Face à ces nouvelles marques, les constructeurs traditionnels intensifient leur attaque sur les prix. Proposer une citadine à 25 000 euros, sans déduction du bonus écologique, est désormais courant. La bataille s’annonce rude et complexe.

Une nouvelle ère automobile

Sur le terrain, la situation reste difficile pour les marques chinoises. Depuis octobre 2024, l’Union européenne impose des droits de douane supplémentaires sur les véhicules électriques fabriqués en Chine, s’ajoutant aux 10 % déjà existants.

BYD est soumis à une taxe de 17 %, Geely (Smart, Volvo) à 18,8 %, et SAIC (MG) jusqu’à 35,3 %. C’est précisément pour contourner ces frais que BYD a ouvert une usine en Hongrie, produisant la Dolphin Surf, l’Atto 2 et la future Dolphin G.
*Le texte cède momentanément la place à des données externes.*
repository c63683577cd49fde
use hls_m3u8::{
    PlaylistError, read_str,
    format::{Item, Playlist, SegmentItem, VariantItem},
};

const MASTER: &str = r#"#EXTM3U
#EXT-X-VERSION:6
#EXT-X-INDEPENDENT-SEGMENTS
#EXT-X-SESSION-DATA:DATA-ID="com.example.title",VALUE="Example",X-SOURCE="cms"
#EXT-X-SESSION-KEY:METHOD=SAMPLE-AES,URI="skd://key",KEYFORMAT="com.apple.streamingkeydelivery",KEYFORMATVERSIONS="1",X-VENDOR=7
#EXT-X-DEFINE:NAME="base",VALUE="https://cdn.example.com"
#EXT-X-CONTENT-STEERING:SERVER-URI="/steering",PATHWAY-ID="CDN-A"
#EXT-X-MEDIA:TYPE=AUDIO,GROUP-ID="aac",LANGUAGE="en",NAME="English",AUTOSELECT=YES,DEFAULT=YES,URI="audio/en.m3u8",CHANNELS="2",X-LABEL="main"
#EXT-X-MEDIA:TYPE=CLOSED-CAPTIONS,GROUP-ID="cc",NAME="CC1",INSTREAM-ID="CC1"
#EXT-X-STREAM-INF:BANDWIDTH=1280000,AVERAGE-BANDWIDTH=1000000,RESOLUTION=640x360,CODECS="avc1.4d001f,mp4a.40.2",FRAME-RATE=29.970,AUDIO="aac",CLOSED-CAPTIONS="cc",VIDEO-RANGE=SDR
low/index.m3u8
#EXT-X-STREAM-INF:BANDWIDTH=2560000,RESOLUTION=1280x720,CLOSED-CAPTIONS=NONE,HDCP-LEVEL=TYPE-0,X-SCORE="1.5,2"
mid/index.m3u8
#EXT-X-I-FRAME-STREAM-INF:BANDWIDTH=86000,CODECS="avc1.4d001f",URI="low/iframe.m3u8",X-ORDER=1
#EXT-X-IMAGE-STREAM-INF:BANDWIDTH=20000,RESOLUTION=320x180,CODECS="jpeg",URI="tiles/index.m3u8",HDCP-LEVEL=NONE
"#;

const MEDIA: &str = r#"#EXTM3U
#EXT-X-VERSION:7
#EXT-X-TARGETDURATION:6
#EXT-X-MEDIA-SEQUENCE:2680
#EXT-X-DISCONTINUITY-SEQUENCE:3
#EXT-X-PLAYLIST-TYPE:EVENT
#EXT-X-ALLOW-CACHE:YES
#EXT-X-START:TIME-OFFSET=-12.5,PRECISE=YES,X-HINT=1
#EXT-X-MAP:URI="init.mp4",BYTERANGE="720@0",X-INIT="a"
#EXT-X-KEY:METHOD=AES-128,URI="https://keys/1",IV=0x1234,X-TOKEN="t,1"
#EXT-X-DATERANGE:ID="ad-1",CLASS="ads",START-DATE="2024-01-01T00:00:00Z",DURATION=30,X-AD-ID="42",SCTE35-OUT=0xFC30
#EXT-X-SCTE35:CUE="/DAlAAAAAAAAAP/wFAUAAAABf+/+AAAAAH4AUmXAAAEAAAAATQ==",DURATION=30.000000000000,ID="s1",X-PLACEMENT=pre
#EXTINF:5.005,first
#EXT-X-BYTERANGE:75232@0
#EXT-X-PROGRAM-DATE-TIME:2024-01-01T00:00:00.500Z
fileSequence2680.ts
#EXT-X-DISCONTINUITY
#EXT-X-GAP
#EXTINF:5.005,
fileSequence2681.ts
#EXT-X-PART:DURATION=1.0,URI="part.mp4"
# a plain comment
#EXT-X-UNHEARD-OF:ANY=1
"#;

fn round_trip(text: &str) -> (Playlist, Playlist) {
    let first = read_str(text).unwrap();
    let encoded = first.encode().unwrap();
    let second = read_str(&encoded).unwrap();
    (first, second)
}

#[test]
fn test_master_round_trip() {
    let (first, second) = round_trip(MASTER);
    assert_eq!(first, second);
    assert!(first.is_master());
    assert_eq!(first.playlist_size(), 3);
    assert_eq!(first.encode().unwrap(), second.encode().unwrap());
}

#[test]
fn test_media_round_trip() {
    let (first, second) = round_trip(MEDIA);
    assert_eq!(first, second);
    assert!(!first.is_master());
    assert!(first.is_live());
    assert_eq!(first.segment_size(), 2);
    assert_eq!(first.sequence, Some(2680));
    assert_eq!(first.discontinuity_sequence, Some(3));
    assert_eq!(first.cache, Some(true));
    assert_eq!(first.playlist_type.as_deref(), Some("EVENT"));
    assert_eq!(first.duration(), 5.005 + 5.005);
}

#[test]
fn test_unknown_attributes_survive() {
    let encoded = read_str(MASTER).unwrap().encode().unwrap();
    for fragment in [
        r#"X-SOURCE="cms""#,
        "X-VENDOR=7",
        r#"X-LABEL="main""#,
        "VIDEO-RANGE=SDR",
        r#"X-SCORE="1.5,2""#,
        "X-ORDER=1",
        "HDCP-LEVEL=NONE",
        r#"#EXT-X-CONTENT-STEERING:SERVER-URI="/steering",PATHWAY-ID="CDN-A""#,
    ] {
        assert!(encoded.contains(fragment), "{} missing from\n{}", fragment, encoded);
    }

    let encoded = read_str(MEDIA).unwrap().encode().unwrap();
    for fragment in [
        "X-HINT=1",
        r#"X-INIT="a""#,
        r#"X-TOKEN="t,1""#,
        r#"X-AD-ID="42",SCTE35-OUT=0xFC30"#,
        "X-PLACEMENT=pre",
        "#EXT-X-GAP",
        r#"#EXT-X-PART:DURATION=1.0,URI="part.mp4""#,
        "# a plain comment",
        "#EXT-X-UNHEARD-OF:ANY=1",
    ] {
        assert!(encoded.contains(fragment), "{} missing from\n{}", fragment, encoded);
    }
}

#[test]
fn test_segment_lines_stay_together() {
    let encoded = read_str(MEDIA).unwrap().encode().unwrap();
    assert!(encoded.contains(concat!(
        "#EXTINF:5.005,first\n",
        "#EXT-X-BYTERANGE:75232@0\n",
        "#EXT-X-PROGRAM-DATE-TIME:2024-01-01T00:00:00.500Z\n",
        "fileSequence2680.ts\n",
    )));
}

#[test]
fn test_variant_continuation() {
    let playlist = read_str("#EXTM3U\n#EXT-X-STREAM-INF:BANDWIDTH=540\nlow.m3u8\n").unwrap();
    assert_eq!(playlist.item_size(), 1);

    let Item::Variant(variant) = &playlist.items[0] else {
        panic!("expected a variant");
    };
    assert_eq!(variant.stream.uri.as_deref(), Some("low.m3u8"));
}

#[test]
fn test_prefix_disambiguation() {
    let playlist = read_str(
        "#EXTM3U\n#EXT-X-MEDIA-SEQUENCE:42\n#EXT-X-DISCONTINUITY-SEQUENCE:4\n#EXTINF:1,\na.ts\n",
    )
    .unwrap();

    // neither line was taken for #EXT-X-MEDIA or #EXT-X-DISCONTINUITY
    assert_eq!(playlist.sequence, Some(42));
    assert_eq!(playlist.discontinuity_sequence, Some(4));
    assert_eq!(playlist.item_size(), 1);
    assert!(playlist.items[0].is_segment());
}

#[test]
fn test_bad_version_line_is_kept() {
    let text = "#EXTM3U\n#EXT-X-VERSION:seven\n#EXTINF:1,\na.ts\n";
    let playlist = read_str(text).unwrap();

    assert_eq!(playlist.version, Some(1));
    let Item::Unknown(unknown) = &playlist.items[0] else {
        panic!("expected an unknown item");
    };
    assert_eq!(unknown.line, "#EXT-X-VERSION:seven");
    assert_eq!(unknown.tag_name(), Some("#EXT-X-VERSION"));
    assert!(playlist.encode().unwrap().contains("#EXT-X-VERSION:seven\n"));
}

#[test]
fn test_mixed_playlist() {
    let mut variant = VariantItem::default();
    variant.stream.bandwidth = Some(540);
    variant.stream.uri = Some("low.m3u8".into());

    let mut playlist = Playlist::with_items([SegmentItem::new(10.0, "a.ts")]);
    playlist.append_item(variant);
    assert!(!playlist.is_valid());
    assert!(matches!(playlist.encode(), Err(PlaylistError::MixedPlaylist)));
}

#[test]
fn test_master_keeps_media_headers() {
    let text = concat!(
        "#EXTM3U\n",
        "#EXT-X-PLAYLIST-TYPE:VOD\n",
        "#EXT-X-I-FRAMES-ONLY\n",
        "#EXT-X-MEDIA-SEQUENCE:12\n",
        "#EXT-X-DISCONTINUITY-SEQUENCE:2\n",
        "#EXT-X-ALLOW-CACHE:YES\n",
        "#EXT-X-TARGETDURATION:6\n",
        "#EXT-X-STREAM-INF:BANDWIDTH=1\n",
        "a.m3u8\n",
    );

    let (first, second) = round_trip(text);
    assert!(first.is_master());
    assert_eq!(first.playlist_type.as_deref(), Some("VOD"));
    assert_eq!(first.cache, Some(true));
    assert_eq!(first.sequence, Some(12));
    assert_eq!(first.target, Some(6));
    assert_eq!(first, second);
}

#[test]
fn test_master_without_media_headers() {
    let text = "#EXTM3U\n#EXT-X-STREAM-INF:BANDWIDTH=1\na.m3u8\n";
    let (first, second) = round_trip(text);

    assert_eq!(first.sequence, None);
    assert_eq!(first.target, None);
    assert_eq!(first, second);
    assert_eq!(
        first.encode().unwrap(),
        "#EXTM3U\n#EXT-X-VERSION:1\n#EXT-X-STREAM-INF:BANDWIDTH=1\na.m3u8\n"
    );
}

#[test]
fn test_full_range_media_sequence() {
    let (first, second) = round_trip("#EXTM3U\n#EXT-X-MEDIA-SEQUENCE:18446744073709551615\n");
    assert_eq!(first.sequence, Some(u64::MAX));
    assert_eq!(first.item_size(), 0);
    assert_eq!(first, second);
}

#[test]
fn test_negative_scte35_type_is_kept_verbatim() {
    let text = "#EXTM3U\n#EXT-X-SCTE35:CUE=\"abc\",TYPE=-5\n";
    let (first, second) = round_trip(text);

    let Item::Unknown(unknown) = &first.items[0] else {
        panic!("expected an unknown item");
    };
    assert_eq!(unknown.line, "#EXT-X-SCTE35:CUE=\"abc\",TYPE=-5");
    assert_eq!(first, second);
}
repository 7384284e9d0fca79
use std::path::PathBuf;

use clap::Args;
use tracing::{info, warn};

use crate::config::load_config_or_default;
use crate::model::biomarkers::Readings;
use crate::pipeline::evaluate::evaluate;
use crate::report::Access;
use crate::report::json::to_json;
use crate::report::text::render_report;

#[derive(Args, Debug)]
pub struct EvaluateArgs {
    /// hsCRP reading (mg/L unless configured otherwise)
    #[arg(long, allow_negative_numbers = true)]
    pub(crate) hscrp: f64,

    /// LDL cholesterol reading (mg/dL)
    #[arg(long, allow_negative_numbers = true)]
    pub(crate) ldl: f64,

    /// Lipoprotein(a) reading (mg/dL)
    #[arg(long, allow_negative_numbers = true)]
    pub(crate) lpa: f64,

    /// Report format
    #[arg(long, value_enum, default_value = "text")]
    pub(crate) format: Format,

    /// Write the report to a file instead of stdout
    #[arg(long)]
    out: Option<PathBuf>,

    /// Optional TOML config overriding thresholds, units and access
    #[arg(long)]
    config: Option<PathBuf>,

    /// Passphrase checked against `[access] passphrase` in the config
    #[arg(long, env = "TRIMARKER_PASSPHRASE", hide_env_values = true)]
    passphrase: Option<String>,
}

#[derive(clap::ValueEnum, Clone, Copy, Debug, PartialEq, Eq)]
pub enum Format {
    Text,
    Json,
}

pub fn handle(args: EvaluateArgs) -> anyhow::Result<()> {
    let config = load_config_or_default(args.config.as_deref())?;
    let access = Access::from_passphrase(config.passphrase.as_deref(), args.passphrase.as_deref());
    if !access.is_granted() {
        warn!("passphrase missing or incorrect, hazard ratios withheld");
    }

    let readings = Readings::new(args.hscrp, args.ldl, args.lpa);
    let evaluation = evaluate(&readings, &config.thresholds)?;

    let rendered = match args.format {
        Format::Text => render_report(&evaluation, access, &config),
        Format::Json => to_json(&evaluation, access, &config)?,
    };

    match args.out {
        Some(path) => {
            if let Some(parent) = path.parent()
                && !parent.as_os_str().is_empty()
            {
                std::fs::create_dir_all(parent)?;
            }
            std::fs::write(&path, rendered)?;
            info!(path = %path.display(), "report written");
        }
        None => print!("{rendered}"),
    }
    Ok(())
}
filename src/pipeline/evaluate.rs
use serde::Serialize;
use thiserror::Error;
use tracing::{debug, info};

use crate::model::biomarkers::{Biomarker, Readings};
use crate::model::quintile::{Band, ClassifyError, TopQuintileCount, top_quintile_count};
use crate::model::risk::RiskRecord;
use crate::model::thresholds::Thresholds;

#[derive(Debug, Error, PartialEq)]
pub enum EvaluateError {
    #[error(transparent)]
    Classify(#[from] ClassifyError),
}

#[derive(Debug, Clone, Copy, PartialEq, Serialize)]
pub struct BandedReading {
    pub biomarker: Biomarker,
    pub value: f64,
    pub band: Band,
}

#[derive(Debug, Clone, Copy, PartialEq, Serialize)]
pub struct Evaluation {
    pub readings: [BandedReading; 3],
    pub top_quintile_count: TopQuintileCount,
    pub risk: &'static RiskRecord,
}

impl Evaluation {
    pub fn bands(&self) -> [Band; 3] {
        [
            self.readings[0].band,
            self.readings[1].band,
            self.readings[2].band,
        ]
    }

    pub fn band(&self, biomarker: Biomarker) -> Band {
        self.readings[biomarker as usize].band
    }
}

pub fn evaluate(readings: &Readings, thresholds: &Thresholds) -> Result<Evaluation, EvaluateError> {
    let banded = |biomarker: Biomarker| -> Result<BandedReading, ClassifyError> {
        let value = readings.get(biomarker);
        let band = thresholds.classify(biomarker, value)?;
        debug!(biomarker = biomarker.as_str(), value, band = band.get(), "classified");
        Ok(BandedReading {
            biomarker,
            value,
            band,
        })
    };
    let readings = [
        banded(Biomarker::HsCrp)?,
        banded(Biomarker::Ldl)?,
        banded(Biomarker::LipoproteinA)?,
    ];
    let bands = [readings[0].band, readings[1].band, readings[2].band];

    let count = top_quintile_count(&bands);
    let risk = RiskRecord::for_count(count);
    info!(
        hscrp_band = bands[0].get(),
        ldl_band = bands[1].get(),
        lpa_band = bands[2].get(),
        top_quintile_count = count.get(),
        "evaluation finished"
    );

    Ok(Evaluation {
        readings,
        top_quintile_count: count,
        risk,
    })
}

#[cfg(test)]
#[path = "../../tests/src_inline/pipeline/evaluate.rs"]
mod tests;
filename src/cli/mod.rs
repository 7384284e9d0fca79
use clap::{Parser, Subcommand};

mod evaluate;
mod table;
mod thresholds;

#[derive(Parser, Debug)]
#[command(
    name = "trimarker",
    version,
    about = "Three-biomarker quintile classification and hazard-ratio lookup"
)]
pub struct Cli {
    #[command(subcommand)]
    command: Command,
}

#[derive(Subcommand, Debug)]
enum Command {
    /// Classify hsCRP, LDL and Lp(a) readings and report hazard ratios
    Evaluate(evaluate::EvaluateArgs),
    /// Print the quintile band ranges in effect
    Thresholds(thresholds::ThresholdsArgs),
    /// Print or dump the published hazard-ratio table
    Table(table::TableArgs),
}

impl Cli {
    pub fn dispatch(self) -> anyhow::Result<()> {
        match self.command {
            Command::Evaluate(args) => evaluate::handle(args),
            Command::Thresholds(args) => thresholds::handle(args),
            Command::Table(args) => table::handle(args),
        }
    }
}

#[cfg(test)]
#[path = "../../tests/src_inline/cli/mod.rs"]
mod tests;
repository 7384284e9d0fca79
pub mod evaluate;
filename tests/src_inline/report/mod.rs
use super::*;

#[test]
fn open_gate_without_configured_passphrase() {
    assert_eq!(Access::from_passphrase(None, None), Access::Granted);
    assert_eq!(Access::from_passphrase(None, Some("anything")), Access::Granted);
}

#[test]
fn configured_passphrase_must_match() {
    assert_eq!(Access::from_passphrase(Some("heart"), Some("heart")), Access::Granted);
    assert_eq!(Access::from_passphrase(Some("heart"), Some("Heart")), Access::Denied);
    assert_eq!(Access::from_passphrase(Some("heart"), None), Access::Denied);
}
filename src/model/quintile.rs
use serde::Serialize;
use thiserror::Error;

use crate::model::biomarkers::Biomarker;
use crate::model::thresholds::Thresholds;

#[derive(Debug, Error, PartialEq)]
pub enum ClassifyError {
    #[error("invalid input for {biomarker}: {value} (expected a finite, non-negative number)")]
    InvalidInput { biomarker: Biomarker, value: f64 },
}

/// Quintile band, 1 (lowest) to 5 (highest).
#[derive(Debug, Clone, Copy, PartialEq, Eq, PartialOrd, Ord, Hash, Serialize)]
#[serde(transparent)]
pub struct Band(u8);

impl Band {
    pub const BOTTOM: Band = Band(1);
    pub const TOP: Band = Band(5);

    pub fn new(value: u8) -> Option<Self> {
        (1..=5).contains(&value).then_some(Band(value))
    }

    /// Band whose upper breakpoint sits at `idx` in a threshold table.
    pub(crate) fn from_index(idx: usize) -> Self {
        Band(idx as u8 + 1)
    }

    pub fn get(self) -> u8 {
        self.0
    }

    pub fn is_top(self) -> bool {
        self == Band::TOP
    }
}

impl std::fmt::Display for Band {
    fn fmt(&self, f: &mut std::fmt::Formatter<'_>) -> std::fmt::Result {
        write!(f, "{}", self.0)
    }
}

/// Number of biomarkers in band 5, 0 to 3.
#[derive(Debug, Clone, Copy, PartialEq, Eq, PartialOrd, Ord, Hash, Serialize)]
#[serde(transparent)]
pub struct TopQuintileCount(u8);

impl TopQuintileCount {
    pub const MAX: u8 = 3;

    pub fn new(value: u8) -> Option<Self> {
        (value <= Self::MAX).then_some(TopQuintileCount(value))
    }

    pub fn get(self) -> u8 {
        self.0
    }
}

impl std::fmt::Display for TopQuintileCount {
    fn fmt(&self, f: &mut std::fmt::Formatter<'_>) -> std::fmt::Result {
        write!(f, "{}", self.0)
    }
}

impl Thresholds {
    pub fn classify(&self, biomarker: Biomarker, value: f64) -> Result<Band, ClassifyError> {
        if !value.is_finite() || value < 0.0 {
            return Err(ClassifyError::InvalidInput { biomarker, value });
        }
        Ok(self.table(biomarker).band(value))
    }
}

/// Classifies against the published threshold tables.
pub fn classify(biomarker: Biomarker, value: f64) -> Result<Band, ClassifyError> {
    Thresholds::default().classify(biomarker, value)
}

pub fn top_quintile_count(bands: &[Band; 3]) -> TopQuintileCount {
    TopQuintileCount(bands.iter().filter(|b| b.is_top()).count() as u8)
}

#[cfg(test)]
#[path = "../../tests/src_inline/model/quintile.rs"]
mod tests;
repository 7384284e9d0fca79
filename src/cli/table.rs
use std::path::PathBuf;

use clap::Args;
use tracing::info;

use crate::report::json::write_risk_table;
use crate::report::text::render_risk_table;

#[derive(Args, Debug)]
pub struct TableArgs {
    /// Output directory for risk_table.json; prints TSV to stdout when absent
    #[arg(long)]
    out: Option<PathBuf>,
}

pub fn handle(args: TableArgs) -> anyhow::Result<()> {
    match args.out {
        Some(dir) => {
            std::fs::create_dir_all(&dir)?;
            write_risk_table(&dir)?;
            info!(out = %dir.display(), "risk table written");
        }
        None => print!("{}", render_risk_table()),
    }
    Ok(())
}
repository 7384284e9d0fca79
use serde::Serialize;

use crate::config::Config;
use crate::model::biomarkers::Biomarker;
use crate::model::quintile::{Band, TopQuintileCount};
use crate::model::risk::{RiskRecord, risk_table};
use crate::pipeline::evaluate::Evaluation;
use crate::report::{ACCESS_NOTICE, Access, STUDY_NOTE, STUDY_TITLE};

#[derive(Debug, Clone, Serialize)]
pub struct JsonReport<'a> {
    pub tool: ToolSummary,
    pub title: &'static str,
    pub access: Access,
    pub readings: Vec<ReadingSummary<'a>>,
    pub top_quintile_count: TopQuintileCount,
    #[serde(skip_serializing_if = "Option::is_none")]
    pub note: Option<&'static str>,
    #[serde(skip_serializing_if = "Option::is_none")]
    pub risk: Option<&'static RiskRecord>,
}

#[derive(Debug, Clone, Serialize)]
pub struct ToolSummary {
    pub name: String,
    pub version: String,
}

#[derive(Debug, Clone, Serialize)]
pub struct ReadingSummary<'a> {
    pub biomarker: Biomarker,
    pub value: f64,
    pub unit: &'a str,
    pub band: Band,
}

impl ToolSummary {
    fn current() -> Self {
        Self {
            name: env!("CARGO_PKG_NAME").to_string(),
            version: env!("CARGO_PKG_VERSION").to_string(),
        }
    }
}

pub fn build_report<'a>(
    evaluation: &Evaluation,
    access: Access,
    config: &'a Config,
) -> JsonReport<'a> {
    let readings = evaluation
        .readings
        .iter()
        .map(|r| ReadingSummary {
            biomarker: r.biomarker,
            value: r.value,
            unit: config.unit(r.biomarker),
            band: r.band,
        })
        .collect();
    let (note, risk) = if access.is_granted() {
        (STUDY_NOTE, Some(evaluation.risk))
    } else {
        (ACCESS_NOTICE, None)
    };

    JsonReport {
        tool: ToolSummary::current(),
        title: STUDY_TITLE,
        access,
        readings,
        top_quintile_count: evaluation.top_quintile_count,
        note: Some(note),
        risk,
    }
}

pub fn to_json(
    evaluation: &Evaluation,
    access: Access,
    config: &Config,
) -> Result<String, serde_json::Error> {
    serde_json::to_string_pretty(&build_report(evaluation, access, config))
}

pub fn write_risk_table(out_dir: &std::path::Path) -> anyhow::Result<()> {
    let json = serde_json::to_string_pretty(risk_table())?;
    let path = out_dir.join("risk_table.json");
    std::fs::write(path, json)?;
    Ok(())
}

#[cfg(test)]
#[path = "../../tests/src_inline/report/json.rs"]
mod tests;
Les constructeurs chinois ont visiblement trouvé la voie pour créer des véhicules adaptés à nos centres-villes, marquant une étape cruciale. Reste à prouver qu’ils sauront rassurer les consommateurs et établir une image de marque durable. L’affrontement avec nos fabricants européens semble promis à un intense développement.

Cependant, le cadre réglementaire pourrait freiner leurs ambitions. Les taxes douanières constituent un obstacle, tout comme la réglementation sur les prix minimums. Nous sommes impatients de suivre l’évolution de cette situation.